I spent the first two years from 1996 to 1998, solely researching any and everything that I could find about the sport and the female current and past boxers.  I contacted gyms, boxers, trainers, managers, promoters, boxing commissions, FightFax, newspaper archives, sending out letters, emails, posting on forums and tried to do anything by any means possible to dig into discovering the true history of the sport.

In retrospect, I look back at this long road of researching and investigating, and never realized at the time how difficult this journey was truly going to be and where it ultimately would take me after many years on my mission to uncover the past and the truth.

In  May of 1998, I was ready to deliver to the world the true history of the sport—or what I thought was the truth, when I went live on the net with the newly named site called, WBAN (Women Boxing Archive Network).
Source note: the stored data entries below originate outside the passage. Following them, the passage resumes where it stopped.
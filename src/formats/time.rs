use regex::Regex;
use std::sync::OnceLock;

pub fn format_srt_timestamp(ms: i64) -> String {
    format_timestamp(ms, ',')
}

/// `HH:MM:SS.mmm`, the format the editor fields display.
pub fn format_editor_timestamp(ms: i64) -> String {
    format_timestamp(ms, '.')
}

fn format_timestamp(ms_in: i64, ms_sep: char) -> String {
    let ms = ms_in.max(0);

    let total_seconds = ms / 1000;
    let milli = ms % 1000;

    let sec = total_seconds % 60;
    let total_minutes = total_seconds / 60;
    let min = total_minutes % 60;
    let hour = total_minutes / 60;

    format!("{hour:02}:{min:02}:{sec:02}{ms_sep}{milli:03}")
}

/// Parses an `H:MM:SS.mmm` clock (also accepts `,` before the
/// milliseconds). Fractions shorter than three digits are right-padded.
pub fn parse_clock_to_ms(s: &str) -> Option<i64> {
    let t = s.trim();

    let (hms, milli) = match t.split_once([',', '.']) {
        Some((a, b)) => (a, Some(b)),
        None => (t, None),
    };

    let mut parts = hms.split(':');
    let h: i64 = parts.next()?.parse().ok()?;
    let m: i64 = parts.next()?.parse().ok()?;
    let s2: i64 = parts.next()?.parse().ok()?;
    if parts.next().is_some() || m >= 60 || s2 >= 60 {
        return None;
    }

    let mut ms = ((h * 60 + m) * 60 + s2) * 1000;

    if let Some(frac) = milli {
        let mut frac_s = frac.trim().to_string();
        if frac_s.is_empty() || !frac_s.bytes().all(|b| b.is_ascii_digit()) {
            return None;
        }
        frac_s.truncate(3);
        while frac_s.len() < 3 {
            frac_s.push('0');
        }
        ms += frac_s.parse::<i64>().ok()?;
    }

    Some(ms)
}

fn editor_time_re() -> &'static Regex {
    static RE: OnceLock<Regex> = OnceLock::new();
    RE.get_or_init(|| {
        Regex::new(r"^(\d+):(\d{1,2}):(\d{1,2})(?:[.,](\d{1,3}))?$").expect("valid regex")
    })
}

/// Parses the masked editor input (`HH:mm:ss.SSS`). Unfilled mask
/// positions arrive as `_` and count as `0`.
pub fn parse_editor_time(input: &str) -> Option<i64> {
    let filled = input.trim().replace('_', "0");
    if !editor_time_re().is_match(&filled) {
        return None;
    }
    parse_clock_to_ms(&filled)
}
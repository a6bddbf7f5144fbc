//! Caption overlay core: the caption document model, format import and
//! SRT export, a pure edit engine with undo, and the playback-driven
//! renderer that decides which cues are on screen.

pub mod edit;
pub mod formats;
pub mod locator;
pub mod model;
pub mod processor;
pub mod raw;
pub mod render;
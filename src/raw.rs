use flate2::{Compression, read::ZlibDecoder, write::ZlibEncoder};
use std::io::{Read, Write};

use crate::{formats::CaptionFormat, model::RawCaptionData};

#[derive(Debug, thiserror::Error)]
pub enum RawError {
    #[error("compression failed: {0}")]
    Io(#[from] std::io::Error),
    #[error("stored caption is not valid UTF-8")]
    Utf8(#[from] std::string::FromUtf8Error),
}

/// Raw captions larger than this are not offered to the basic editor.
pub const DEFAULT_RAW_EDIT_CUTOFF_BYTES: usize = 1_000_000;

pub fn compress(text: &str) -> Result<Vec<u8>, RawError> {
    let mut enc = ZlibEncoder::new(Vec::new(), Compression::default());
    enc.write_all(text.as_bytes())?;
    Ok(enc.finish()?)
}

pub fn decompress(bytes: &[u8]) -> Result<String, RawError> {
    let mut dec = ZlibDecoder::new(bytes);
    let mut buf = Vec::new();
    dec.read_to_end(&mut buf)?;
    Ok(String::from_utf8(buf)?)
}

impl RawCaptionData {
    pub fn new(format: CaptionFormat, data: impl Into<String>) -> Self {
        Self {
            format,
            data: data.into(),
        }
    }

    pub fn compress(&self) -> Result<Vec<u8>, RawError> {
        compress(&self.data)
    }

    pub fn decompress(format: CaptionFormat, bytes: &[u8]) -> Result<Self, RawError> {
        Ok(Self::new(format, decompress(bytes)?))
    }

    /// Editing a large stringified advanced script is not feasible, so
    /// such captions only play.
    pub fn allows_basic_editor(&self, cutoff_bytes: usize) -> bool {
        self.data.len() <= cutoff_bytes
    }
}
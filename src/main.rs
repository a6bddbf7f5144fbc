use anyhow::Result;
use clap::Parser;

mod cli;
mod config;
mod pipeline;

fn main() -> Result<()> {
    let args = cli::Args::parse();

    let cfg = config::Config::load(args.config.as_deref())?;
    config::init_tracing(&cfg.logging, args.log_level.as_deref())?;

    tracing::info!(version = env!("CARGO_PKG_VERSION"), "subov starting");

    match args.command {
        cli::Command::Convert(cmd) => pipeline::run_convert(cmd, &cfg),
        cli::Command::Play(cmd) => pipeline::run_play(cmd, &cfg),
        cli::Command::Edit(cmd) => pipeline::run_edit(cmd, &cfg),
        cli::Command::Pack(cmd) => pipeline::run_pack(cmd),
        cli::Command::Unpack(cmd) => pipeline::run_unpack(cmd),
        cli::Command::PrintDefaultConfig => {
            let s = cfg.to_toml_pretty()?;
            print!("{s}");
            Ok(())
        }
    }
}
Unfortunately at that time in 1998, in what I thought was the accuracy of the history of women’s boxing that I had published on the Internet in the two years of research, I began to realize that I had  only scratched the surface of what had happened in the past.

The boxing community worldwide who had taken an interest in my journey on the net began to send in historical documents, old photos, boxing records, hotel records of fighters, boxing magazines from the past, newspaper clippings, old videos of women boxing, and the list goes on to the point that I actually had to build on a special room in my house to store all of this valuable data and memorabilia.